= What needs to be done =
Take every line containing "this" out of the records.

**** Task input ****

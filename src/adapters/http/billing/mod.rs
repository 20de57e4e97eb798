//! HTTP adapter for billing endpoints.
//!
//! Exposes the billing domain via REST API:
//! - `GET /api/billing/membership` - Current account's membership
//! - `GET /api/billing/wallet` - Wallet balance and recent ledger
//! - `POST /api/billing/wallet/credit` - Top up the wallet
//! - `POST /api/billing/membership/cancel` - Schedule cancellation
//! - `POST /api/billing/membership/resume` - Undo a scheduled cancel
//! - `POST /api/webhooks/paddle` - Handle Paddle webhooks
//! - `POST /api/admin/billing/credit` - Force a wallet adjustment
//! - `POST /api/admin/billing/membership-level` - Set an exact level
//! - `POST /api/admin/billing/sweep` - Run one expiry sweep pass
//! - `GET /api/admin/billing/refund-shortfalls` - List shortfalls

pub mod dto;
pub mod handlers;
pub mod routes;

pub use handlers::BillingAppState;
pub use routes::{admin_routes, billing_router, billing_routes, webhook_routes};
//! Timestamp value object for immutable points in time.

use chrono::{DateTime, Duration, TimeZone, Utc};
use serde::{Deserialize, Serialize};

/// Immutable point in time, always UTC.
#[derive(Debug, Clone, Copy, PartialEq, Eq, PartialOrd, Ord, Serialize, Deserialize)]
#[serde(transparent)]
pub struct Timestamp(DateTime<Utc>);

impl Timestamp {
    /// Creates a timestamp for the current moment.
    pub fn now() -> Self {
        Self(Utc::now())
    }

    /// Creates a timestamp from a DateTime<Utc>.
    pub fn from_datetime(dt: DateTime<Utc>) -> Self {
        Self(dt)
    }

    /// Returns the inner DateTime.
    pub fn as_datetime(&self) -> &DateTime<Utc> {
        &self.0
    }

    /// Checks if this timestamp is before another.
    pub fn is_before(&self, other: &Timestamp) -> bool {
        self.0 < other.0
    }

    /// Checks if this timestamp is after another.
    pub fn is_after(&self, other: &Timestamp) -> bool {
        self.0 > other.0
    }

    /// Returns the duration from another timestamp to this one.
    ///
    /// Returns negative duration if other is after self.
    pub fn duration_since(&self, other: &Timestamp) -> Duration {
        self.0.signed_duration_since(other.0)
    }

    /// Creates a new timestamp by adding the specified number of days.
    ///
    /// Negative values subtract days.
    pub fn add_days(&self, days: i64) -> Self {
        Self(self.0 + Duration::days(days))
    }

    /// Creates a new timestamp by adding the specified number of seconds.
    pub fn plus_secs(&self, secs: u64) -> Self {
        Self(self.0 + Duration::seconds(secs as i64))
    }

    /// Creates a timestamp from Unix seconds.
    pub fn from_unix_secs(secs: u64) -> Self {
        Self(Utc.timestamp_opt(secs as i64, 0).unwrap())
    }

    /// Returns the timestamp as Unix seconds.
    pub fn as_unix_secs(&self) -> u64 {
        self.0.timestamp() as u64
    }

    /// Returns the later of two timestamps.
    pub fn max(self, other: Timestamp) -> Self {
        if self.0 >= other.0 {
            self
        } else {
            other
        }
    }
}

impl Default for Timestamp {
    fn default() -> Self {
        Self::now()
    }
}
//! Payment configuration

use serde::Deserialize;

use super::error::ValidationError;

/// Payment configuration (Paddle)
#[derive(Debug, Clone, Default, Deserialize)]
pub struct PaymentConfig {
    /// Paddle API key for outbound calls
    pub paddle_api_key: String,

    /// Paddle webhook signing secret
    pub paddle_webhook_secret: String,

    /// Override for the Paddle API base URL (sandbox/testing)
    pub paddle_api_base_url: Option<String>,
}

impl PaymentConfig {
    /// Check if pointed at the Paddle sandbox
    pub fn is_sandbox(&self) -> bool {
        self.paddle_api_base_url
            .as_deref()
            .map(|url| url.contains("sandbox"))
            .unwrap_or(false)
    }

    /// Validate payment configuration
    pub fn validate(&self) -> Result<(), ValidationError> {
        if self.paddle_api_key.is_empty() {
            return Err(ValidationError::MissingRequired("PADDLE_API_KEY"));
        }
        if self.paddle_webhook_secret.is_empty() {
            return Err(ValidationError::MissingRequired("PADDLE_WEBHOOK_SECRET"));
        }

        // Verify key prefixes for safety
        if !self.paddle_api_key.starts_with("pdl_") {
            return Err(ValidationError::InvalidPaddleKey);
        }

        Ok(())
    }
}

****

= Exercise result =
    /// Checks if this timestamp is before another.
    /// Checks if this timestamp is after another.
    /// Returns the duration from another timestamp to this one.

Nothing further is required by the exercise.